◆ ASSIGNMENT ◆
Please repeat the records exactly from their first line, finishing at the line containing "bound to a free" and including it.

(Items listed in a dataset)
-*-*-
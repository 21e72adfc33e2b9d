use std::time::Duration;

use blockscout_service_launcher::{
    launcher::ConfigSettings, test_database::TestDbGuard, test_server::get_test_server_settings,
};
use cnab_ingest_server::Settings;
use migration::Migrator;
use reqwest::{multipart::Form, multipart::Part, Url};
use tokio::time::timeout;

pub async fn test_db(test_name: &str) -> TestDbGuard {
    TestDbGuard::new::<Migrator>(test_name).await
}

/// Builds settings pointed at `db` with the HTTP server bound to a free
/// local port, tracing/metrics/jaeger disabled, and `setup` applied last so
/// callers can flip the one or two fields a given test cares about (e.g.
/// `synchronous_processing`).
pub fn test_settings(db: &TestDbGuard, setup: impl FnOnce(&mut Settings)) -> (Settings, Url) {
    let mut settings = Settings::build().expect("failed to read config");
    let (server_settings, base) = get_test_server_settings();
    settings.server = server_settings;
    settings.tracing.enabled = false;
    settings.jaeger.enabled = false;
    settings.metrics.enabled = false;
    settings.database.url = db.db_url();
    settings.database.create_database = false;
    settings.database.run_migrations = false;
    setup(&mut settings);
    (settings, base)
}

/// `blockscout_service_launcher::test_server::init_server` waits on a
/// `/health` endpoint this service doesn't expose (out of scope per the
/// design ledger), so readiness here is instead polled against a real route.
pub async fn spawn_server(settings: Settings, base: &Url) {
    tokio::spawn(cnab_ingest_server::run(settings));

    let client = reqwest::Client::new();
    let ready = async {
        loop {
            let url = base.join("/api/v1/transactions/uploads").unwrap();
            if client.get(url).send().await.is_ok() {
                break;
            }
            tokio::time::sleep(Duration::from_millis(50)).await;
        }
    };
    timeout(Duration::from_secs(10), ready)
        .await
        .expect("server did not become ready in time");
}

/// Builds one well-formed 80-byte CNAB line: 1-byte nature code, 8-byte
/// date, 10-byte amount in cents, 11-byte CPF, 12-byte card, 6-byte time,
/// 14-byte store owner, 18-byte store name (all ASCII, space-padded).
pub fn cnab_line(nature: u8, amount_cents: u64, cpf: &str) -> String {
    format!(
        "{nature}{date}{amount:0>10}{cpf:0<11}{card:0<12}{time}{owner:<14}{name:<18}",
        nature = nature,
        date = "20190115",
        amount = amount_cents,
        cpf = cpf,
        card = "123456789012",
        time = "120000",
        owner = "STORE OWNER",
        name = "STORE NAME",
    )
}

pub fn upload_form(file_name: &str, contents: String) -> Form {
    Form::new().part(
        "file",
        Part::text(contents)
            .file_name(file_name.to_string())
            .mime_str("text/plain")
            .unwrap(),
    )
}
-*-*-
◆ REPLY TO THE TASK ◆
repository 21e72adfc33e2b9d
use std::time::Duration;

use blockscout_service_launcher::{
    launcher::ConfigSettings, test_database::TestDbGuard, test_server::get_test_server_settings,
};
use cnab_ingest_server::Settings;
use migration::Migrator;
use reqwest::{multipart::Form, multipart::Part, Url};
use tokio::time::timeout;

pub async fn test_db(test_name: &str) -> TestDbGuard {
    TestDbGuard::new::<Migrator>(test_name).await
}

/// Builds settings pointed at `db` with the HTTP server bound to a free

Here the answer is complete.